The karta_identifier.py script identifies the existence of supported open source projects inside the given binary, and aims to fingerprint the exact version of each located library. Once your binary was loaded to IDA, simply load the script karta_identifier.py, and it will output the results to the output window and to an output file. Here is an example output after running the script on an HP OfficeJet firmware:

Karta Identifier - printer_firmware.bin:
========================================

Identified Open Sources:
------------------------
libpng: 1.2.29
zlib: 1.2.3
OpenSSL: 1.0.1j
gSOAP: 2.7
mDNSResponder: unknown

Identified Closed Sources:
--------------------------
Treck: unknown

Missing Open Sources:
---------------------
OpenSSH: Was not found
net-snmp: Was not found
libxml2: Was not found
libtiff: Was not found
MAC-Telnet: Was not found

Final Note - Karta
------------------
If you encountered any bug, or wanted to add a new extension / feature, don't hesitate to contact us on GitHub:
https://github.com/CheckPointSW/Karta

As can be seen, the output includes 3 parts:

  1. List of identified open source libraries, with their version if identified or “unknown” if failed to identify it
  2. List of identified closed source libraries
  3. List of missing open source libraries, so that you will know what libraries are supported by the identifier at the moment

Manual Identification

Sometimes we would like to feed Karta with some knowledge we already acquired about the matched open source. When Karta locates a library, but fails to identify it’s exact version, we can manually tell it the version so the matcher could match it. For example, in the above example we could manually configure the version for the “mDNSResponder” library which we located, but failed to identify.

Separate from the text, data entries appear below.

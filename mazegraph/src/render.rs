use std::fmt::Display;

use crate::maze::{CellKind, Maze};

/// A copy of a maze where every open cell shows the last digit of its node id.
///
/// The start and goal cells show `S` and `G`. Each row is followed by the largest node id on it
/// (`-1` for rows without open cells) and by notes for the start and goal ids when they are on
/// that row.
pub struct NodeMarked<'a, S: AsRef<str>> {
    grid: &'a [S],
    maze: &'a Maze,
}

impl<'a, S: AsRef<str>> NodeMarked<'a, S> {
    /// `maze` must have been parsed from `grid`
    pub fn new(grid: &'a [S], maze: &'a Maze) -> Self {
        Self { grid, maze }
    }

    pub fn rows(&self) -> Vec<String> {
        let mut next_id = 0;
        let mut rows = Vec::with_capacity(self.grid.len());

        for line in self.grid {
            let mut row = String::new();
            let mut last_id = None;
            let mut start_found = None;
            let mut goal_found = None;

            for c in line.as_ref().trim_end().chars() {
                if !CellKind::from_char(c).is_some_and(|kind| kind.is_open()) {
                    row.push('X');
                    continue;
                }

                let id = next_id;
                next_id += 1;
                last_id = Some(id);

                if id == self.maze.start_id() {
                    row.push('S');
                } else if id == self.maze.goal_id() {
                    row.push('G');
                } else {
                    row.push_str(&(id % 10).to_string());
                }

                // start and goal may share a cell
                if id == self.maze.start_id() {
                    start_found = Some(id);
                }
                if id == self.maze.goal_id() {
                    goal_found = Some(id);
                }
            }

            match last_id {
                Some(id) => row.push_str(&format!("     {}", id)),
                None => row.push_str("     -1"),
            }
            if let Some(id) = start_found {
                row.push_str(&format!("    Start at {}", id));
            }
            if let Some(id) = goal_found {
                row.push_str(&format!("    Goal at {}", id));
            }

            rows.push(row);
        }

        rows
    }
}

impl<'a, S: AsRef<str>> Display for NodeMarked<'a, S> {
    fn fmt(&self, f: &mut std::fmt::Formatter<'_>) -> std::fmt::Result {
        for row in self.rows() {
            writeln!(f, "{}", row)?;
        }

        Ok(())
    }
}

#[cfg(test)]
mod test {

    use super::*;
    use crate::maze::Position;

    #[test]
    fn test_corridor_maze() {
        let grid = [
            "XXXXXXX", "XS    X", "XXX   X", "X   X X", "X   X X", "X X  GX", "XXXXXXX",
        ];
        let maze = Maze::parse(&grid).unwrap();

        assert_eq!(
            NodeMarked::new(&grid, &maze).rows(),
            vec![
                "XXXXXXX     -1",
                "XS1234X     4    Start at 0",
                "XXX567X     7",
                "X890X1X     11",
                "X234X5X     15",
                "X6X78GX     19    Goal at 19",
                "XXXXXXX     -1",
            ]
        );
    }

    #[test]
    fn test_lowercase_and_duplicate_markers() {
        let grid = ["xxxxxx", "xs  gx", "xsx gx", "xxxxxx"];
        let maze = Maze::parse(&grid).unwrap();

        // the last s and the last g win, the earlier ones get their digit
        assert_eq!(
            NodeMarked::new(&grid, &maze).to_string(),
            "XXXXXX     -1\n\
             X0123X     3\n\
             XSX5GX     6    Start at 4    Goal at 6\n\
             XXXXXX     -1\n"
        );
    }

    #[test]
    fn test_start_and_goal_on_one_cell() {
        let grid = ["XXX", "XSX"];
        let cell = Position { row: 1, col: 1 };
        let maze = Maze::from_parts(vec![cell], cell, cell).unwrap();

        assert_eq!(
            NodeMarked::new(&grid, &maze).rows(),
            vec!["XXX     -1", "XSX     0    Start at 0    Goal at 0"]
        );
    }
}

User defined library versions can be declared by running the karta_manual_identifier.py in the command line, using the following arguments:

C:\Users\user\Documents\Karta\src>python karta_manual_identifier.py --help
usage: karta_manual_identifier.py [-h] [-D] bin

Enables the user to manually identify the versions of located but unknown
libraries, later to be used by Karta's Matcher.

positional arguments:
  bin          path to the disassembler's database for the wanted binary

optional arguments:
  -h, --help   show this help message and exit
  -D, --debug  set logging level to logging.DEBUG

The script will store the configurations in a *_knowledge.json file near the disassembler’s database file.

Note: After we manually identify the version of a previously located but unknown library, future calls to the identifier plugin will use our supplied version automatically.